*Assigned task*: Starting at the line below holding "user by ID." and stopping at the line holding "attached to a team.", print every line exactly, both ends included, and leave the rest out.

[[ Data shown, beginning ]]

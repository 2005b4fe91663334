//! Repository for the `teams` table.

use sqlx::PgPool;
use teampulse_core::types::DbId;

use crate::models::team::Team;

/// Column list for `teams` queries.
const COLUMNS: &str = "id, club_id, name, created_at";

/// Read operations for teams.
pub struct TeamRepo;

impl TeamRepo {
    /// Fetch a team by ID.
    pub async fn get(pool: &PgPool, team_id: DbId) -> Result<Option<Team>, sqlx::Error> {
        let query = format!("SELECT {COLUMNS} FROM teams WHERE id = $1");
        sqlx::query_as::<_, Team>(&query)
            .bind(team_id)
            .fetch_optional(pool)
            .await
    }

    /// List all teams in a club, oldest first.
    pub async fn list_for_club(pool: &PgPool, club_id: DbId) -> Result<Vec<Team>, sqlx::Error> {
        let query = format!("SELECT {COLUMNS} FROM teams WHERE club_id = $1 ORDER BY id ASC");
        sqlx::query_as::<_, Team>(&query)
            .bind(club_id)
            .fetch_all(pool)
            .await
    }
}
//! Repository for the `users` table.

use sqlx::PgPool;
use teampulse_core::roles;
use teampulse_core::types::DbId;

use crate::models::user::User;

/// Column list for `users` queries.
const COLUMNS: &str = "id, display_name, role, club_id, team_id, created_at";

/// Column list for `users` in JOIN queries.
const PREFIXED_COLUMNS: &str = "u.id, u.display_name, u.role, u.club_id, u.team_id, u.created_at";

/// Read operations for users.
pub struct UserRepo;

impl UserRepo {
    /// Fetch a user by ID.
    pub async fn get(pool: &PgPool, user_id: DbId) -> Result<Option<User>, sqlx::Error> {
        let query = format!("SELECT {COLUMNS} FROM users WHERE id = $1");
        sqlx::query_as::<_, User>(&query)
            .bind(user_id)
            .fetch_optional(pool)
            .await
    }

    /// List the staff members attached to a team.
    pub async fn list_staff_for_team(
        pool: &PgPool,
        team_id: DbId,
    ) -> Result<Vec<User>, sqlx::Error> {
        let query = format!(
            "SELECT {COLUMNS} FROM users \
             WHERE team_id = $1 AND role = $2 \
             ORDER BY id ASC"
        );
        sqlx::query_as::<_, User>(&query)
            .bind(team_id)
            .bind(roles::ROLE_STAFF)
            .fetch_all(pool)
            .await
    }

    /// Fetch the user designated as a club's responsible person, if any.
    pub async fn responsible_for_club(
        pool: &PgPool,
        club_id: DbId,
    ) -> Result<Option<User>, sqlx::Error> {
        let query = format!(
            "SELECT {PREFIXED_COLUMNS} FROM users u \
             JOIN clubs c ON c.responsible_user_id = u.id \
             WHERE c.id = $1"
        );
        sqlx::query_as::<_, User>(&query)
            .bind(club_id)
            .fetch_optional(pool)
            .await
    }
}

[[ Data shown, end ]]

*Reply to the exercise*:
    /// Fetch a user by ID.
    pub async fn get(pool: &PgPool, user_id: DbId) -> Result<Option<User>, sqlx::Error> {
        let query = format!("SELECT {COLUMNS} FROM users WHERE id = $1");
        sqlx::query_as::<_, User>(&query)
            .bind(user_id)
            .fetch_optional(pool)
            .await
    }

    /// List the staff members attached to a team.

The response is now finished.